use std::collections::BTreeMap;
use std::sync::Arc;
use std::time::Duration;

use anyhow::Context;
use chrono::{DateTime, Utc};
use serde::de::IgnoredAny;
use serde::Deserialize;
use tokio::task::JoinSet;
use tracing::{debug, error, info, warn};

use crate::analyzer::DriftDetector;
use crate::config::{Config, DriftConditions};
use crate::connection::{ConnectionError, ConnectionManager, Connector};
use crate::notify::{EmailNotifier, NotificationError, Notifier};
use crate::retry::RetryPolicy;
use crate::storage::{AlertSink, ReadingSink, SqliteAlertStore, SqliteReadingStore};
use crate::transport::{connect_and_subscribe, MqttSession};
use crate::types::{Alert, SensorReading};

/// An inbound payload that could not be turned into readings
#[derive(Debug, thiserror::Error)]
pub enum MalformedMessage {
    #[error("payload is not valid UTF-8: {0}")]
    Utf8(#[from] std::str::Utf8Error),

    #[error("payload is not valid JSON: {0}")]
    Json(#[from] json5::Error),

    #[error("payload is a JSON {0}, expected an object of sensor values")]
    NotAnObject(&'static str),
}

/// What happened to one inbound message
#[derive(Debug, Default)]
pub struct MessageReport {
    pub readings: usize,
    /// Keys whose value was not a number
    pub skipped: usize,
    pub reading_stored: bool,
    pub alerts: Vec<Alert>,
    pub alerts_stored: usize,
}

/// The ingestion loop: decode, persist, evaluate, alert.
///
/// One monitor serves one subscription and processes messages strictly one
/// at a time. It owns its detector, so two monitors never share windows.
pub struct Monitor {
    detector: DriftDetector,
    conditions: DriftConditions,
    alerts: Box<dyn AlertSink>,
    readings: Box<dyn ReadingSink>,
    notifier: Option<Arc<dyn Notifier>>,
    storage_policy: RetryPolicy,
    notify_timeout: Duration,
    pending: JoinSet<()>,
}

impl Monitor {
    pub fn new(conditions: DriftConditions, alerts: Box<dyn AlertSink>, readings: Box<dyn ReadingSink>) -> Self {
        Self {
            detector: DriftDetector::new(),
            conditions,
            alerts,
            readings,
            notifier: None,
            storage_policy: RetryPolicy::new(3, Duration::from_secs(1)),
            notify_timeout: Duration::from_secs(30),
            pending: JoinSet::new(),
        }
    }

    /// Open the SQLite stores and the email channel described by `config`
    pub fn from_config(config: &Config) -> anyhow::Result<Self> {
        let db = &config.monitor.database;
        let alerts = SqliteAlertStore::open(db).with_context(|| format!("Failed to open alert store at {db}"))?;
        let readings =
            SqliteReadingStore::open(db).with_context(|| format!("Failed to open reading store at {db}"))?;

        let mut monitor = Self::new(config.drift_conditions.clone(), Box::new(alerts), Box::new(readings))
            .with_storage_policy(config.monitor.storage_policy())
            .with_notify_timeout(config.monitor.notify_timeout());

        match config.email {
            Some(ref email) => {
                let notifier = EmailNotifier::new(email).context("Failed to set up email notification")?;
                monitor = monitor.with_notifier(Arc::new(notifier));
            }
            None => info!("No email configuration, notifications disabled"),
        }

        info!(sensors = config.drift_conditions.len(), database = %db, "Monitor initialized");
        Ok(monitor)
    }

    pub fn with_notifier(mut self, notifier: Arc<dyn Notifier>) -> Self {
        self.notifier = Some(notifier);
        self
    }

    pub fn with_storage_policy(mut self, policy: RetryPolicy) -> Self {
        self.storage_policy = policy;
        self
    }

    pub fn with_notify_timeout(mut self, timeout: Duration) -> Self {
        self.notify_timeout = timeout;
        self
    }

    pub fn detector(&self) -> &DriftDetector {
        &self.detector
    }

    /// Consume messages until the connection can no longer be re-established
    pub async fn run<C>(&mut self, manager: &ConnectionManager, connector: &C, topic: &str) -> Result<(), ConnectionError>
    where
        C: Connector<Client = MqttSession>,
    {
        let mut session = connect_and_subscribe(manager, connector, topic).await?;

        loop {
            match session.next_publish().await {
                Ok(publish) => match self.handle_message(&publish.payload).await {
                    Ok(report) => debug!(
                        topic = %publish.topic,
                        readings = report.readings,
                        alerts = report.alerts.len(),
                        "Message processed"
                    ),
                    Err(e) => warn!(topic = %publish.topic, error = %e, "Skipping malformed message"),
                },
                Err(e) => {
                    warn!(endpoint = %connector.endpoint(), error = %e, "Connection lost, reconnecting");
                    session = connect_and_subscribe(manager, connector, topic).await?;
                }
            }
        }
    }

    /// Handle one raw payload stamped with the current time
    pub async fn handle_message(&mut self, payload: &[u8]) -> Result<MessageReport, MalformedMessage> {
        let (values, skipped) = decode_payload(payload)?;
        let mut report = self.process(Utc::now(), &values).await;
        report.skipped = skipped;
        Ok(report)
    }

    /// Persist the reading, evaluate every value, then persist and forward alerts
    pub async fn process(&mut self, timestamp: DateTime<Utc>, values: &BTreeMap<String, f64>) -> MessageReport {
        let mut report = MessageReport {
            readings: values.len(),
            ..MessageReport::default()
        };

        let policy = self.storage_policy;
        let readings = &mut self.readings;
        report.reading_stored = match policy
            .run("store reading", || std::future::ready(readings.append_readings(timestamp, values)))
            .await
        {
            Ok(()) => true,
            Err(exhausted) => {
                error!(
                    attempts = exhausted.attempts,
                    error = %exhausted.last_error,
                    "Dropping sensor reading"
                );
                false
            }
        };

        for (name, value) in values {
            let reading = SensorReading::new(name.clone(), *value, timestamp);
            report.alerts.extend(self.detector.evaluate(&reading, &self.conditions));
        }

        for alert in &report.alerts {
            if self.store_alert(alert).await {
                report.alerts_stored += 1;
            }
            self.dispatch_notification(alert);
        }

        report
    }

    async fn store_alert(&mut self, alert: &Alert) -> bool {
        let policy = self.storage_policy;
        let alerts = &mut self.alerts;
        match policy
            .run("store alert", || std::future::ready(alerts.append_alert(alert)))
            .await
        {
            Ok(()) => {
                info!(sensor = %alert.sensor, kind = %alert.kind, "ALERT LOGGED: {}", alert.message);
                true
            }
            Err(exhausted) => {
                error!(
                    sensor = %alert.sensor,
                    attempts = exhausted.attempts,
                    error = %exhausted.last_error,
                    "Dropping alert: {}",
                    alert.message
                );
                false
            }
        }
    }

    /// Fire-and-forget: the send runs on its own task so a slow mail server
    /// never holds up ingestion.
    fn dispatch_notification(&mut self, alert: &Alert) {
        let Some(notifier) = self.notifier.clone() else {
            return;
        };

        // reap finished sends
        while self.pending.try_join_next().is_some() {}

        let alert = alert.clone();
        let timeout = self.notify_timeout;
        self.pending.spawn(async move {
            let result = match tokio::time::timeout(timeout, notifier.notify(&alert)).await {
                Ok(result) => result,
                Err(_) => Err(NotificationError::Timeout(timeout)),
            };
            if let Err(e) = result {
                warn!(channel = notifier.name(), sensor = %alert.sensor, error = %e, "Notification failed");
            }
        });
    }

    /// Wait for notifications still in flight
    pub async fn flush_notifications(&mut self) {
        while let Some(joined) = self.pending.join_next().await {
            if let Err(e) = joined {
                warn!(error = %e, "Notification task aborted");
            }
        }
    }
}

// Only the shape matters; variant contents are discarded.
#[allow(dead_code)]
#[derive(Deserialize)]
#[serde(untagged)]
enum Payload {
    Object(BTreeMap<String, Field>),
    Array(Vec<IgnoredAny>),
    Number(f64),
    Boolean(bool),
    String(String),
    Null,
}

#[allow(dead_code)]
#[derive(Deserialize)]
#[serde(untagged)]
enum Field {
    Number(f64),
    Other(IgnoredAny),
}

/// Decode a flat JSON object of sensor values.
///
/// The bare tokens `NaN`, `Infinity` and `-Infinity` are accepted as numbers,
/// since upstream generators emit them for out-of-range readings.
/// Returns the numeric entries and the count of entries that were skipped
/// because their value was not a number.
pub fn decode_payload(payload: &[u8]) -> Result<(BTreeMap<String, f64>, usize), MalformedMessage> {
    let text = std::str::from_utf8(payload)?;

    let object = match json5::from_str::<Payload>(text)? {
        Payload::Object(map) => map,
        Payload::Array(_) => return Err(MalformedMessage::NotAnObject("array")),
        Payload::String(_) => return Err(MalformedMessage::NotAnObject("string")),
        Payload::Number(_) => return Err(MalformedMessage::NotAnObject("number")),
        Payload::Boolean(_) => return Err(MalformedMessage::NotAnObject("boolean")),
        Payload::Null => return Err(MalformedMessage::NotAnObject("null")),
    };

    let mut values = BTreeMap::new();
    let mut skipped = 0;
    for (name, field) in object {
        match field {
            Field::Number(n) => {
                values.insert(name, n);
            }
            Field::Other(_) => {
                debug!(sensor = %name, "Ignoring non-numeric sensor value");
                skipped += 1;
            }
        }
    }
    Ok((values, skipped))
}
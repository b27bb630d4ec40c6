use anyhow::{Context, Result};
use clap::{Parser, Subcommand};
use tracing::{error, info, warn};

use scada_monitor::config::Config;
use scada_monitor::connection::ConnectionManager;
use scada_monitor::monitor::Monitor;
use scada_monitor::publisher::{run_publisher, SensorSimulator};
use scada_monitor::storage::{SqliteAlertStore, SqliteReadingStore};
use scada_monitor::transport::MqttConnector;

#[derive(Parser, Debug)]
#[command(name = "scada-monitor", version, about = "Real-time SCADA sensor drift monitor")]
struct Cli {
    /// Path to configuration file (JSON, or TOML with a .toml extension)
    #[arg(short, long, env = "CONFIG_PATH", default_value = "config.json")]
    config: String,

    #[command(subcommand)]
    command: Option<Command>,
}

#[derive(Subcommand, Debug)]
enum Command {
    /// Subscribe to sensor readings and raise drift alerts (default)
    Monitor,
    /// Publish simulated sensor readings
    Publish,
    /// Validate config and exit
    Check,
    /// Show the most recent alerts
    Alerts {
        #[arg(short, long, default_value_t = 10)]
        limit: usize,
    },
    /// Show the most recent stored readings
    Readings {
        #[arg(short, long, default_value_t = 10)]
        limit: usize,
    },
}

#[tokio::main]
async fn main() -> Result<()> {
    dotenvy::dotenv().ok();
    let cli = Cli::parse();

    // Load configuration
    let config = Config::load(&cli.config).context("Configuration validation failed")?;

    // Initialize logging
    init_logging(&config);
    for warning in &config.warnings {
        warn!("{warning}");
    }

    match cli.command.unwrap_or(Command::Monitor) {
        Command::Check => {
            print_summary(&config);
            Ok(())
        }
        Command::Alerts { limit } => {
            let store = SqliteAlertStore::open(&config.monitor.database)?;
            for record in store.recent_alerts(limit)? {
                println!("{} - {}", record.timestamp, record.alert_message);
            }
            Ok(())
        }
        Command::Readings { limit } => {
            let store = SqliteReadingStore::open(&config.monitor.database)?;
            for reading in store.recent_readings(limit)? {
                println!("{}", serde_json::to_string(&reading)?);
            }
            Ok(())
        }
        Command::Monitor => {
            info!(version = env!("CARGO_PKG_VERSION"), topic = %config.mqtt.topic, "Starting SCADA monitor");
            let mut monitor = Monitor::from_config(&config)?;
            let manager = ConnectionManager::new(config.monitor.connect_policy());
            let connector = MqttConnector::new(&config.mqtt, "monitor", config.monitor.connect_timeout());

            let outcome = tokio::select! {
                result = monitor.run(&manager, &connector, &config.mqtt.topic) => result,
                _ = tokio::signal::ctrl_c() => {
                    info!("Received shutdown signal, exiting");
                    Ok(())
                }
            };
            monitor.flush_notifications().await;

            if let Err(e) = outcome {
                error!(error = %e, "Monitor terminated with error");
                return Err(e.into());
            }
            Ok(())
        }
        Command::Publish => {
            let simulator = SensorSimulator::new(&config.sensors, config.publisher.variation);
            if simulator.is_empty() {
                anyhow::bail!("No sensor has a base_value to publish");
            }
            let manager = ConnectionManager::new(config.monitor.connect_policy());
            let connector = MqttConnector::new(&config.mqtt, "publisher", config.monitor.connect_timeout());
            let interval = std::time::Duration::from_secs(config.publisher.interval_secs);

            tokio::select! {
                result = run_publisher(&manager, &connector, &config.mqtt.topic, &simulator, interval) => {
                    if let Err(e) = result {
                        error!(error = %e, "Publisher terminated with error");
                        return Err(e.into());
                    }
                }
                _ = tokio::signal::ctrl_c() => info!("Publisher stopped by user"),
            }
            Ok(())
        }
    }
}

fn init_logging(config: &Config) {
    let filter = tracing_subscriber::EnvFilter::try_from_default_env()
        .unwrap_or_else(|_| tracing_subscriber::EnvFilter::new(&config.monitor.log_level));

    tracing_subscriber::fmt()
        .with_env_filter(filter)
        .with_target(false)
        .with_thread_ids(false)
        .init();
}

fn print_summary(config: &Config) {
    println!("Configuration is valid.");
    println!("  broker:   {}:{} (topic {})", config.mqtt.broker, config.mqtt.port, config.mqtt.topic);
    println!("  sensors:  {}", config.sensors.len());
    let mut monitored: Vec<_> = config.drift_conditions.keys().map(String::as_str).collect();
    monitored.sort_unstable();
    println!("  drift:    {}", monitored.join(", "));
    println!("  email:    {}", if config.email.is_some() { "enabled" } else { "disabled" });
    println!("  database: {}", config.monitor.database);
}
****************
EXERCISE DETAILS ::
Among the lines above, count those containing the word "evaluate" and give nothing but the result.

COMPLETED TASK ::
3